======== RAW DATA ========

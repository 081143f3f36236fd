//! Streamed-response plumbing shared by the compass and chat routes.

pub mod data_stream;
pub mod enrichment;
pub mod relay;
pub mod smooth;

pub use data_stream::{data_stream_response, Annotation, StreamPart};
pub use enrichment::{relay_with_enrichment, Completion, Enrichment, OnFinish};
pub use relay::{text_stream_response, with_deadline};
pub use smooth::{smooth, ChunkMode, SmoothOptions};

========

▸ **WHAT YOU NEED TO DO**: Give every entry again, exactly as it reads.

▸ **THE COMPLETED TASK**:
repository 081143f3f36236fd
//! Streamed-response plumbing shared by the compass and chat routes.

pub mod data_stream;
pub mod enrichment;
pub mod relay;
pub mod smooth;

pub use data_stream::{data_stream_response, Annotation, StreamPart};
pub use enrichment::{relay_with_enrichment, Completion, Enrichment, OnFinish};
pub use relay::{text_stream_response, with_deadline};
pub use smooth::{smooth, ChunkMode, SmoothOptions};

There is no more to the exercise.